China's appetite for pork has spiked over the last decade, and its farming sector has struggled to meet demand. In 2006, the country consumed 46 million metric tons of pork, according to the US Department of Agriculture Foreign Agricultural Service. By 2014, it had jumped to 57 million metric tons (it has since dipped a bit, to 55 million in 2015).

The added pressure on the food system has led to a bombardment of crises, from pork shortages leading to price hikes, to revelations of diseased meat being sold to consumers. It's also contributed to the emergence of new antibiotic-resistant superbugs.

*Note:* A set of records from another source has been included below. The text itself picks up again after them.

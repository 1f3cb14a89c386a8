//! Topological resolution
//!
//! Topological lines, boundaries and networks reference their sections by
//! feature id. Resolution happens in two phases: lines are resolved from
//! reconstructed regular features only, then boundaries and networks are
//! resolved from reconstructed regular features plus fully resolved lines.
//!
//! The phases are only sound if references point "downwards", so they are
//! checked before a topology is resolved:
//!
//! - a line may not reference any topological feature
//! - a boundary or network may not reference a boundary or network
//!
//! A topology violating either rule is rejected with a
//! [`TopologyReferenceError`]. This makes reference cycles impossible.

use crate::error::TopologyReferenceError;
use crate::layer_proxy::reconstruction::ReconstructionTreeCreator;
use crate::reconstructed::{ReconstructHandle, ReconstructedFeatureGeometry};
use std::collections::HashMap;
use std::sync::Arc;
use tecton_model::{
    Feature, FeatureStore, GeometryOnSphere, GeometryService, MeshingOptions, NetworkMesh,
    PointOnSphere, TopologicalSectionRef, TopologyKind, WeakFeatureRef,
};
use tecton_types::{FeatureId, PlateId, ReconstructionTime};

/// Where a resolved section's geometry came from.
#[derive(Debug, Clone)]
pub enum SectionSource {
    Reconstructed(Arc<ReconstructedFeatureGeometry>),
    ResolvedLine(Arc<ResolvedTopologicalLine>),
}

impl SectionSource {
    pub fn feature_id(&self) -> &FeatureId {
        match self {
            SectionSource::Reconstructed(rfg) => rfg.feature_id(),
            SectionSource::ResolvedLine(line) => line.feature_id(),
        }
    }

    pub fn points(&self) -> &[PointOnSphere] {
        match self {
            SectionSource::Reconstructed(rfg) => rfg.reconstructed_geometry().points(),
            SectionSource::ResolvedLine(line) => line.geometry().points(),
        }
    }
}

/// One section of a resolved topology.
#[derive(Debug, Clone)]
pub struct ResolvedTopologicalSection {
    pub source: SectionSource,
    pub reverse_order: bool,
    /// The part of the section's geometry used by the topology.
    pub sub_segment: Vec<PointOnSphere>,
}

/// The assembled polyline of a resolved topological line.
#[derive(Debug, Clone, PartialEq)]
pub struct TopologicalPolyline(pub Vec<PointOnSphere>);

/// The assembled polygon of a resolved topological boundary.
#[derive(Debug, Clone, PartialEq)]
pub struct TopologicalPolygon(pub Vec<PointOnSphere>);

/// Points of an assembled topology geometry.
pub trait ResolvedGeometry {
    fn points(&self) -> &[PointOnSphere];
}

impl ResolvedGeometry for TopologicalPolyline {
    fn points(&self) -> &[PointOnSphere] {
        &self.0
    }
}

impl ResolvedGeometry for TopologicalPolygon {
    fn points(&self) -> &[PointOnSphere] {
        &self.0
    }
}

impl ResolvedGeometry for NetworkMesh {
    fn points(&self) -> &[PointOnSphere] {
        &self.boundary
    }
}

/// A topological feature resolved at one time.
#[derive(Debug)]
pub struct ResolvedTopology<G> {
    feature: WeakFeatureRef,
    plate_id: Option<PlateId>,
    reconstruction_time: ReconstructionTime,
    reconstruct_handle: ReconstructHandle,
    reconstruction_tree_creator: ReconstructionTreeCreator,
    sections: Vec<ResolvedTopologicalSection>,
    interior_sections: Vec<ResolvedTopologicalSection>,
    geometry: G,
}

pub type ResolvedTopologicalLine = ResolvedTopology<TopologicalPolyline>;
pub type ResolvedTopologicalBoundary = ResolvedTopology<TopologicalPolygon>;
pub type ResolvedTopologicalNetwork = ResolvedTopology<NetworkMesh>;

impl<G> ResolvedTopology<G> {
    pub fn feature_ref(&self) -> &WeakFeatureRef {
        &self.feature
    }

    pub fn feature_id(&self) -> &FeatureId {
        self.feature.feature_id()
    }

    pub fn plate_id(&self) -> Option<PlateId> {
        self.plate_id
    }

    pub fn reconstruction_time(&self) -> ReconstructionTime {
        self.reconstruction_time
    }

    pub fn reconstruct_handle(&self) -> ReconstructHandle {
        self.reconstruct_handle
    }

    pub fn reconstruction_tree_creator(&self) -> &ReconstructionTreeCreator {
        &self.reconstruction_tree_creator
    }

    /// Boundary sections, in order.
    pub fn sections(&self) -> &[ResolvedTopologicalSection] {
        &self.sections
    }

    /// Interior constraint sections; only networks have any.
    pub fn interior_sections(&self) -> &[ResolvedTopologicalSection] {
        &self.interior_sections
    }

    pub fn geometry(&self) -> &G {
        &self.geometry
    }
}

impl ResolvedTopologicalBoundary {
    pub fn polygon(&self) -> GeometryOnSphere {
        GeometryOnSphere::Polygon(self.geometry.0.clone())
    }
}

impl ResolvedTopologicalLine {
    pub fn polyline(&self) -> GeometryOnSphere {
        GeometryOnSphere::Polyline(self.geometry.0.clone())
    }
}

/// Resolved topologies plus the references rejected while resolving them.
#[derive(Debug)]
pub struct TopologyResolution<T> {
    pub topologies: Vec<Arc<T>>,
    pub rejected: Vec<TopologyReferenceError>,
}

impl<T> Default for TopologyResolution<T> {
    fn default() -> Self {
        TopologyResolution {
            topologies: Vec::new(),
            rejected: Vec::new(),
        }
    }
}

/// A topological feature as read for one resolution.
#[derive(Debug, Clone)]
pub struct TopologicalFeature {
    pub feature: WeakFeatureRef,
    pub snapshot: Arc<Feature>,
}

impl TopologicalFeature {
    pub fn kind(&self) -> Option<TopologyKind> {
        self.snapshot.feature_type.topology_kind()
    }
}

/// Everything one resolution pass reads.
#[derive(Debug)]
pub struct TopologyResolver<'a> {
    pub geometry_service: &'a dyn GeometryService,
    pub feature_store: &'a FeatureStore,
    pub reconstruction_time: ReconstructionTime,
    pub reconstruct_handle: ReconstructHandle,
    pub reconstruction_tree_creator: &'a ReconstructionTreeCreator,
    /// Reconstructed regular sections by feature id.
    pub sections: &'a HashMap<FeatureId, Arc<ReconstructedFeatureGeometry>>,
    /// Fully resolved lines by feature id.
    pub lines: &'a HashMap<FeatureId, Arc<ResolvedTopologicalLine>>,
}

impl TopologyResolver<'_> {
    /// Phase one: resolve lines from reconstructed sections.
    pub fn resolve_lines<'f>(
        &self,
        features: impl IntoIterator<Item = &'f TopologicalFeature>,
    ) -> TopologyResolution<ResolvedTopologicalLine> {
        self.resolve_each(features, TopologyKind::Line, |feature, sections, _| {
            let parts = section_parts(&sections);
            let assembled = self.geometry_service.assemble_line(&parts)?;
            Some(self.build(
                feature,
                attach_sub_segments(sections, assembled.sub_segments),
                Vec::new(),
                TopologicalPolyline(assembled.points),
            ))
        })
    }

    /// Phase two: resolve boundaries from sections and resolved lines.
    pub fn resolve_boundaries<'f>(
        &self,
        features: impl IntoIterator<Item = &'f TopologicalFeature>,
    ) -> TopologyResolution<ResolvedTopologicalBoundary> {
        self.resolve_each(features, TopologyKind::Boundary, |feature, sections, _| {
            let parts = section_parts(&sections);
            let assembled = self.geometry_service.assemble_boundary(&parts)?;
            Some(self.build(
                feature,
                attach_sub_segments(sections, assembled.sub_segments),
                Vec::new(),
                TopologicalPolygon(assembled.points),
            ))
        })
    }

    /// Phase two for networks, meshed with `options`.
    pub fn resolve_networks<'f>(
        &self,
        features: impl IntoIterator<Item = &'f TopologicalFeature>,
        options: &MeshingOptions,
    ) -> TopologyResolution<ResolvedTopologicalNetwork> {
        self.resolve_each(features, TopologyKind::Network, |feature, sections, interior| {
            let boundary = section_parts(&sections);
            let interior_parts = section_parts(&interior);
            let mesh = self
                .geometry_service
                .assemble_network(&boundary, &interior_parts, options)?;
            let sections = attach_sub_segments(sections, boundary);
            let interior = attach_sub_segments(interior, interior_parts);
            Some(self.build(feature, sections, interior, mesh))
        })
    }

    fn resolve_each<'f, T>(
        &self,
        features: impl IntoIterator<Item = &'f TopologicalFeature>,
        kind: TopologyKind,
        assemble: impl Fn(&TopologicalFeature, Vec<FoundSection>, Vec<FoundSection>) -> Option<T>,
    ) -> TopologyResolution<T> {
        let mut resolution = TopologyResolution::default();
        for feature in features {
            if feature.kind() != Some(kind) || !feature.feature.is_valid() {
                continue;
            }
            if !feature.snapshot.valid_time.contains(self.reconstruction_time) {
                continue;
            }
            let Some(definition) = &feature.snapshot.topology else {
                continue;
            };
            if let Err(error) = self.check_references(
                feature.feature.feature_id(),
                kind,
                definition.referenced_feature_ids(),
            ) {
                tracing::warn!(%error, "rejected topology");
                resolution.rejected.push(error);
                continue;
            }

            let sections = self.find_sections(feature, &definition.sections);
            if sections.is_empty() {
                tracing::debug!(topology = %feature.feature.feature_id(), "no sections found");
                continue;
            }
            let interior = self.find_sections(feature, &definition.interior);
            if let Some(resolved) = assemble(feature, sections, interior) {
                resolution.topologies.push(Arc::new(resolved));
            }
        }
        resolution
    }

    fn check_references<'i>(
        &self,
        topology: &FeatureId,
        kind: TopologyKind,
        referenced: impl Iterator<Item = &'i FeatureId>,
    ) -> Result<(), TopologyReferenceError> {
        for section in referenced {
            let Some(handle) = self.feature_store.find_feature(section) else {
                continue;
            };
            let Some(section_kind) = handle.read().feature_type.topology_kind() else {
                continue;
            };
            match (kind, section_kind) {
                (TopologyKind::Line, _) => {
                    return Err(TopologyReferenceError::LineReferencesTopology {
                        topology: topology.clone(),
                        section: section.clone(),
                    });
                }
                (_, TopologyKind::Boundary | TopologyKind::Network) => {
                    return Err(TopologyReferenceError::ReferencesBoundaryOrNetwork {
                        topology: topology.clone(),
                        kind,
                        section: section.clone(),
                        section_kind,
                    });
                }
                (_, TopologyKind::Line) => {}
            }
        }
        Ok(())
    }

    fn find_sections(
        &self,
        feature: &TopologicalFeature,
        references: &[TopologicalSectionRef],
    ) -> Vec<FoundSection> {
        references
            .iter()
            .filter_map(|reference| {
                let source = match self.sections.get(&reference.feature_id) {
                    Some(rfg) => SectionSource::Reconstructed(rfg.clone()),
                    None => match self.lines.get(&reference.feature_id) {
                        Some(line) => SectionSource::ResolvedLine(line.clone()),
                        None => {
                            tracing::trace!(
                                topology = %feature.feature.feature_id(),
                                section = %reference.feature_id,
                                "section not found at this time"
                            );
                            return None;
                        }
                    },
                };
                Some(FoundSection {
                    source,
                    reverse_order: reference.reverse_order,
                })
            })
            .collect()
    }

    fn build<G>(
        &self,
        feature: &TopologicalFeature,
        sections: Vec<ResolvedTopologicalSection>,
        interior_sections: Vec<ResolvedTopologicalSection>,
        geometry: G,
    ) -> ResolvedTopology<G> {
        ResolvedTopology {
            feature: feature.feature.clone(),
            plate_id: feature.snapshot.reconstruction_plate_id,
            reconstruction_time: self.reconstruction_time,
            reconstruct_handle: self.reconstruct_handle,
            reconstruction_tree_creator: self.reconstruction_tree_creator.clone(),
            sections,
            interior_sections,
            geometry,
        }
    }
}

Not wanting to have to join the likes of McDonald's—which issued a public apology in 2014 when it discovered a supplier had sold it tainted meat—Walmart is trying to get ahead of the problem with the new pilot. Blockchain technology is essentially a digital ledger that keeps track of information with an unchangeable "block" of information. In this scenario, "farm origination details, batch numbers, factory and processing data, expiration dates, storage temperatures, and shipping details" would be uploaded to the blockchain and linked through a code on the product package, according to IBM.

This would directly address, and ideally prevent, some of the problems the pork industry has encountered, like food safety. However it doesn't address other problems. China has been trying to counteract the rising popularity of more Western meats like pork and beef by pledging to reduce the country's overall meat consumption by 50 percent by 2030. This is an attempt to curb the farm industry' impact on antibiotic resistance and climate change.

Walmart's blockchain pilot, if it works as intended, could risk increasing demand as consumer trust in the industry grows. Blockchain may be a good solution for health risks in the short term, but in the long term, experts agree we need to focus on how to curb global meat consumption to a more sustainable level—not make it even easier and cheaper to get pork chops at Walmart.